## Prompt
Reply with one number: the count of lines in the data that hold the string "stored".

## Supplied entries
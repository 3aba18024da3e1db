//! TTL-checked cache over a durable key-value store.
//!
//! Entries are stored as JSON envelopes `{data, timestamp, ttlMs}`. Expired
//! or malformed entries are treated as absent and removed lazily when read.
//! Nothing in this module returns an error to the caller: failures degrade to
//! `None` / `false` and are logged.

use chrono::{DateTime, TimeZone, Utc};
use serde::{de::DeserializeOwned, de::IgnoredAny, Deserialize, Serialize};
use std::sync::Arc;
use std::time::Duration;
use tracing::{debug, warn};

use super::clock::{Clock, SystemClock};
use super::storage::KeyValueStore;

/// Default time-to-live for every cached entry.
pub const DEFAULT_TTL: Duration = Duration::from_secs(5 * 60);

/// Hard cap on a serialized entry.
pub const MAX_ENTRY_BYTES: usize = 2 * 1024 * 1024;

/// Only entries older than this are eligible for quota eviction.
const EVICTION_MIN_AGE_MS: i64 = 60 * 60 * 1000;

/// Upper bound on entries removed by one eviction pass.
const MAX_EVICTIONS_PER_PASS: usize = 3;

pub type SharedStore = Arc<dyn KeyValueStore>;

#[derive(Debug, Serialize, Deserialize)]
#[serde(rename_all = "camelCase")]
struct CacheEntry<T> {
  data: T,
  timestamp: i64,
  ttl_ms: u64,
}

impl<T> CacheEntry<T> {
  fn age_ms(&self, now_ms: i64) -> i64 {
    now_ms - self.timestamp
  }

  fn is_valid_at(&self, now_ms: i64) -> bool {
    self.age_ms(now_ms) < self.ttl_ms as i64
  }
}

/// What [`PersistentCache::clear`] should remove.
#[derive(Debug, Clone, Copy, PartialEq, Eq)]
pub enum ClearTarget<'a> {
  /// A single key.
  Key(&'a str),
  /// Every key in the store starting with the prefix.
  Prefix(&'a str),
  /// Every key in this cache's own namespace.
  Own,
}

/// Metadata about a valid entry.
#[derive(Debug, Clone, Copy, PartialEq, Eq)]
pub struct EntryMeta {
  /// Epoch milliseconds when the entry was written.
  pub timestamp: i64,
  pub ttl: Duration,
  pub age: Duration,
  /// Time left before the entry expires.
  pub remaining: Duration,
  /// Serialized size of the envelope in bytes.
  pub size_bytes: usize,
}

impl EntryMeta {
  pub fn cached_at(&self) -> Option<DateTime<Utc>> {
    Utc.timestamp_millis_opt(self.timestamp).single()
  }
}

/// Aggregate numbers for one namespace.
#[derive(Debug, Clone, Default, PartialEq, Eq)]
pub struct CacheStats {
  pub namespace: String,
  pub entries: usize,
  pub valid: usize,
  pub expired: usize,
  pub corrupt: usize,
  pub bytes: usize,
}

/// Keyed cache with TTL expiry, a size guard and quota eviction.
///
/// Each instance owns a namespace prefix. `clear(ClearTarget::Own)` and quota
/// eviction only ever touch keys under that prefix, so several caches can
/// share one store.
#[derive(Clone)]
pub struct PersistentCache {
  store: SharedStore,
  namespace: String,
  ttl: Duration,
  max_entry_bytes: usize,
  clock: Arc<dyn Clock>,
}

impl PersistentCache {
  /// Create a cache for `namespace` over the given store.
  pub fn new(store: SharedStore, namespace: impl Into<String>) -> Self {
    Self {
      store,
      namespace: namespace.into(),
      ttl: DEFAULT_TTL,
      max_entry_bytes: MAX_ENTRY_BYTES,
      clock: Arc::new(SystemClock),
    }
  }

  pub fn with_ttl(mut self, ttl: Duration) -> Self {
    self.ttl = ttl;
    self
  }

  pub fn with_max_entry_bytes(mut self, max_entry_bytes: usize) -> Self {
    self.max_entry_bytes = max_entry_bytes;
    self
  }

  pub fn with_clock(mut self, clock: Arc<dyn Clock>) -> Self {
    self.clock = clock;
    self
  }

  pub fn namespace(&self) -> &str {
    &self.namespace
  }

  pub fn ttl(&self) -> Duration {
    self.ttl
  }

  pub fn store(&self) -> &SharedStore {
    &self.store
  }

  pub fn now_ms(&self) -> i64 {
    self.clock.now_ms()
  }

  fn read_raw(&self, key: &str) -> Option<String> {
    match self.store.get_item(key) {
      Ok(raw) => raw,
      Err(e) => {
        debug!(key, error = %e, "Cache read failed");
        None
      }
    }
  }

  fn read_header(&self, key: &str) -> Option<(CacheEntry<IgnoredAny>, usize)> {
    let raw = self.read_raw(key)?;
    let entry = serde_json::from_str::<CacheEntry<IgnoredAny>>(&raw).ok()?;
    Some((entry, raw.len()))
  }

  fn remove(&self, key: &str) -> bool {
    match self.store.remove_item(key) {
      Ok(()) => true,
      Err(e) => {
        debug!(key, error = %e, "Cache remove failed");
        false
      }
    }
  }

  /// Whether `key` holds an unexpired, well-formed entry. Never deletes.
  pub fn is_valid(&self, key: &str) -> bool {
    self
      .read_header(key)
      .map(|(entry, _)| entry.is_valid_at(self.now_ms()))
      .unwrap_or(false)
  }

  /// Read the data stored under `key`.
  ///
  /// Expired, malformed, or wrongly-typed entries are removed and reported
  /// as a miss.
  pub fn get<T: DeserializeOwned>(&self, key: &str) -> Option<T> {
    if !self.is_valid(key) {
      if self.read_raw(key).is_some() {
        debug!(key, "Removing expired or corrupt cache entry");
        self.remove(key);
      }
      return None;
    }

    let raw = self.read_raw(key)?;
    match serde_json::from_str::<CacheEntry<T>>(&raw) {
      Ok(entry) => {
        debug!(key, "Cache hit");
        Some(entry.data)
      }
      Err(e) => {
        debug!(key, error = %e, "Cache entry does not match requested type, removing");
        self.remove(key);
        None
      }
    }
  }

  /// Write `data` under `key` with the cache TTL or `ttl` if given.
  ///
  /// Returns false when the entry is oversized or the store rejected it;
  /// callers should then stop relying on the cache for this session.
  pub fn set<T: Serialize>(&self, key: &str, data: &T, ttl: Option<Duration>) -> bool {
    self.set_in(&self.namespace, key, data, ttl)
  }

  /// Like [`set`](Self::set), but a quota failure only evicts entries
  /// under `eviction_prefix`.
  pub fn set_in<T: Serialize>(
    &self,
    eviction_prefix: &str,
    key: &str,
    data: &T,
    ttl: Option<Duration>,
  ) -> bool {
    let ttl = ttl.unwrap_or(self.ttl);
    let entry = CacheEntry {
      data,
      timestamp: self.now_ms(),
      ttl_ms: ttl.as_millis() as u64,
    };

    let serialized = match serde_json::to_string(&entry) {
      Ok(s) => s,
      Err(e) => {
        warn!(key, error = %e, "Failed to serialize cache entry");
        return false;
      }
    };

    if serialized.len() > self.max_entry_bytes {
      warn!(
        key,
        size = serialized.len(),
        limit = self.max_entry_bytes,
        "Cache entry too large, skipping write"
      );
      return false;
    }

    match self.store.set_item(key, &serialized) {
      Ok(()) => {
        debug!(key, size = serialized.len(), "Cache write");
        true
      }
      Err(e) if e.is_quota_exceeded() => {
        let evicted = self.evict_stale_under(eviction_prefix);
        warn!(key, evicted, error = %e, "Cache quota exceeded");
        false
      }
      Err(e) => {
        warn!(key, error = %e, "Cache write failed");
        false
      }
    }
  }

  /// Remove keys according to `target`. Returns how many keys were removed.
  pub fn clear(&self, target: ClearTarget<'_>) -> usize {
    let prefix = match target {
      ClearTarget::Key(key) => {
        return usize::from(self.read_raw(key).is_some() && self.remove(key));
      }
      ClearTarget::Prefix(prefix) => prefix,
      ClearTarget::Own => self.namespace.as_str(),
    };

    let keys = match self.store.keys_with_prefix(prefix) {
      Ok(keys) => keys,
      Err(e) => {
        warn!(prefix, error = %e, "Failed to list cache keys for clear");
        return 0;
      }
    };

    let removed = keys.iter().filter(|key| self.remove(key)).count();
    debug!(prefix, removed, "Cleared cache keys");
    removed
  }

  /// Drop up to three of the oldest entries older than an hour in this
  /// namespace. Returns the number removed.
  pub fn evict_stale(&self) -> usize {
    self.evict_stale_under(&self.namespace)
  }

  /// Eviction restricted to keys starting with `prefix`.
  pub fn evict_stale_under(&self, prefix: &str) -> usize {
    let keys = match self.store.keys_with_prefix(prefix) {
      Ok(keys) => keys,
      Err(e) => {
        warn!(prefix, error = %e, "Failed to list keys for eviction");
        return 0;
      }
    };

    let now = self.now_ms();
    let mut candidates: Vec<(i64, String)> = keys
      .into_iter()
      .filter_map(|key| {
        let (entry, _) = self.read_header(&key)?;
        (entry.age_ms(now) > EVICTION_MIN_AGE_MS).then_some((entry.timestamp, key))
      })
      .collect();
    candidates.sort();

    candidates
      .into_iter()
      .take(MAX_EVICTIONS_PER_PASS)
      .filter(|(_, key)| self.remove(key))
      .count()
  }

  /// Metadata for a valid entry, or `None` if absent, malformed or expired.
  pub fn entry_meta(&self, key: &str) -> Option<EntryMeta> {
    let (entry, size_bytes) = self.read_header(key)?;
    let now = self.now_ms();
    if !entry.is_valid_at(now) {
      return None;
    }

    let age_ms = entry.age_ms(now).max(0) as u64;
    Some(EntryMeta {
      timestamp: entry.timestamp,
      ttl: Duration::from_millis(entry.ttl_ms),
      age: Duration::from_millis(age_ms),
      remaining: Duration::from_millis(entry.ttl_ms.saturating_sub(age_ms)),
      size_bytes,
    })
  }

  /// Count entries under this namespace by validity.
  pub fn stats(&self) -> CacheStats {
    let mut stats = CacheStats {
      namespace: self.namespace.clone(),
      ..CacheStats::default()
    };

    let keys = self
      .store
      .keys_with_prefix(&self.namespace)
      .unwrap_or_default();
    let now = self.now_ms();

    for key in keys {
      let Some(raw) = self.read_raw(&key) else {
        continue;
      };
      stats.entries += 1;
      stats.bytes += key.len() + raw.len();
      match serde_json::from_str::<CacheEntry<IgnoredAny>>(&raw) {
        Ok(entry) if entry.is_valid_at(now) => stats.valid += 1,
        Ok(_) => stats.expired += 1,
        Err(_) => stats.corrupt += 1,
      }
    }

    stats
  }
}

## Written solution
2